What happened after: I got a small side table next to the couch. That's it. One surface instead of a massive rectangle in the middle of the room. Suddenly, the space felt twice as big. I could actually stretch my legs out. Friends could move around without doing that awkward side-step shuffle.
Bonus: Without a coffee table, I stopped accumulating random stuff in the middle of my living room. No surface = no clutter magnet.
2. The Extra Seating
I had a couch and a loveseat arranged in an L-shape. It looked like a proper adult living room setup. It also took up approximately 75% of the floor space.
Here's the thing – I live alone. Even when friends came over, we'd all cram onto the couch anyway because that's where people naturally gravitate. The loveseat was basically expensive storage for throw pillows and laundry I was too lazy to put away.
What I did: Sold the loveseat. Kept the couch. Added one really comfortable accent chair in the corner.
What changed: The room went from feeling like a furniture showroom to feeling like an actual space where I could breathe.
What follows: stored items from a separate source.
// Copyright 2015 The Ramp Developers
//
//    Licensed under the Apache License, Version 2.0 (the "License");
//    you may not use this file except in compliance with the License.
//    You may obtain a copy of the License at
//
//        http://www.apache.org/licenses/LICENSE-2.0
//
//    Unless required by applicable law or agreed to in writing, software
//    distributed under the License is distributed on an "AS IS" BASIS,
//    WITHOUT WARRANTIES OR CONDITIONS OF ANY KIND, either express or implied.
//    See the License for the specific language governing permissions and
//    limitations under the License.

use crate::ll;
use crate::ll::limb::{BaseInt, DoubleInt, Limb};

/// Information for converting to/from a given base, B.
#[derive(Copy, Clone, Debug, PartialEq, Eq)]
pub struct Base {
    /// Number of digits a limb can hold in a given base.
    pub digits_per_limb: u32,
    /// The "big base", the largest B^m that will fit in a limb.
    /// Always equal to B^digits_per_limb
    pub big_base: Limb,
}

impl Base {
    /// Decimal: nine digits per limb, big base 10^9.
    pub const DECIMAL : Base = Base::new(10);

    /// Computes the table entry for `base`, which must be in `2..=36`.
    pub const fn new(base: u32) -> Base {
        assert!(base >= 2 && base <= 36);

        let mut digits_per_limb = 1;
        let mut big_base = base as DoubleInt;
        while big_base * (base as DoubleInt) <= BaseInt::MAX as DoubleInt {
            big_base *= base as DoubleInt;
            digits_per_limb += 1;
        }

        Base { digits_per_limb, big_base: Limb(big_base as BaseInt) }
    }
}

/**
 * Returns an upper bound on the number of base-`base` digits needed to write
 * out `{xp}`.
 */
pub fn num_base_digits(xp: &[Limb], base: u32) -> usize {
    debug_assert!(base >= 2);

    let n = ll::normalized_len(xp);
    let cnt = xp[n - 1].leading_zeros() as usize;
    let total_bits = Limb::BITS * n - cnt;
    if total_bits == 0 { return 1; }

    // A value below 2^bits has at most ceil(bits / log2(base)) digits. The
    // result only sizes buffers, so f64 rounding may leave it one high.
    let lg2b = (base as f64).log2();
    (total_bits as f64 / lg2b).ceil() as usize
}

/**
 * Converts the limbs of `xp` to the given base, calling `out_byte` with each
 * digit from most-significant to least. Zero is written as a single `0`.
 *
 * The values passed to `out_byte` are the raw values of the base. Conversion
 * for output should be done as a second step.
 */
pub fn to_base<F: FnMut(u8)>(base: u32, xp: &[Limb], mut out_byte: F) {
    let info = Base::new(base);

    let mut n = ll::normalized_len(xp);
    if n == 1 && xp[0] == 0 {
        out_byte(0);
        return;
    }

    // Peel off big-base chunks from the bottom, least-significant first.
    let mut num = xp[..n].to_vec();
    let mut quot = vec![Limb(0); n];
    let mut chunks = Vec::with_capacity(num_base_digits(xp, base) / info.digits_per_limb as usize + 1);
    loop {
        let r = ll::divrem_1(&mut quot[..n], &num[..n], info.big_base);
        chunks.push(r);
        std::mem::swap(&mut num, &mut quot);

        n = ll::normalized_len(&num[..n]);
        if n == 1 && num[0] == 0 { break; }
    }

    let mut digits = [0u8; 32];
    for (i, chunk) in chunks.iter().rev().enumerate() {
        let mut c = chunk.0;
        let mut len = 0;
        while c > 0 {
            digits[len] = (c % base) as u8;
            c /= base;
            len += 1;
        }

        // Every chunk but the most-significant one is zero-padded.
        if i > 0 {
            while len < info.digits_per_limb as usize {
                digits[len] = 0;
                len += 1;
            }
        }

        for &d in digits[..len].iter().rev() {
            out_byte(d);
        }
    }
}

/**
 * Converts the base `base` digit values in `bp` (most-significant first) to
 * limbs. The digits are consumed in big-base chunks; the first chunk takes
 * whatever is left over so every later chunk is full.
 *
 * The result is normalized.
 */
pub fn from_base(bp: &[u8], base: u32) -> Vec<Limb> {
    let info = Base::new(base);
    let per = info.digits_per_limb as usize;

    let mut out: Vec<Limb> = Vec::with_capacity(bp.len() / per + 1);
    out.push(Limb(0));
    let mut scaled: Vec<Limb> = Vec::with_capacity(out.capacity());

    let first = match bp.len() % per {
        0 => per,
        n => n,
    };

    let mut start = 0;
    let mut end = if bp.is_empty() { 0 } else { first };
    while start < end {
        let mut res_digit = Limb(0);
        for &b in &bp[start..end] {
            res_digit = res_digit * base + b as BaseInt;
        }

        // out = out * big_base + res_digit
        scaled.clear();
        scaled.resize(out.len(), Limb(0));
        let hi = ll::mul_1(&mut scaled, &out, info.big_base);
        let carry = ll::add_1(&mut out, &scaled, res_digit);
        let top = hi + carry;
        if top != 0 {
            out.push(top);
        }

        start = end;
        end = std::cmp::min(end + per, bp.len());
    }

    let n = ll::normalized_len(&out);
    out.truncate(n);
    out
}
I positioned the chair by the window with a small side table, and now I actually read there on Sunday mornings. When friends come over, we still all fit. And when they don't, I have room to do yoga, which I never had space for before.
3. The TV Stand / Entertainment Center
I had one of those massive entertainment centers with shelves and cabinets and spots for 47 things I didn't own. It housed my TV, gaming console, approximately 200 DVDs I never watched anymore, and a bunch of decorative objects I bought because the shelves looked "too empty."
The solution: Wall-mounted the TV. Put the gaming console on a small floating shelf underneath. Donated the DVDs (it's 2026, I have three streaming services, what was I keeping them for?).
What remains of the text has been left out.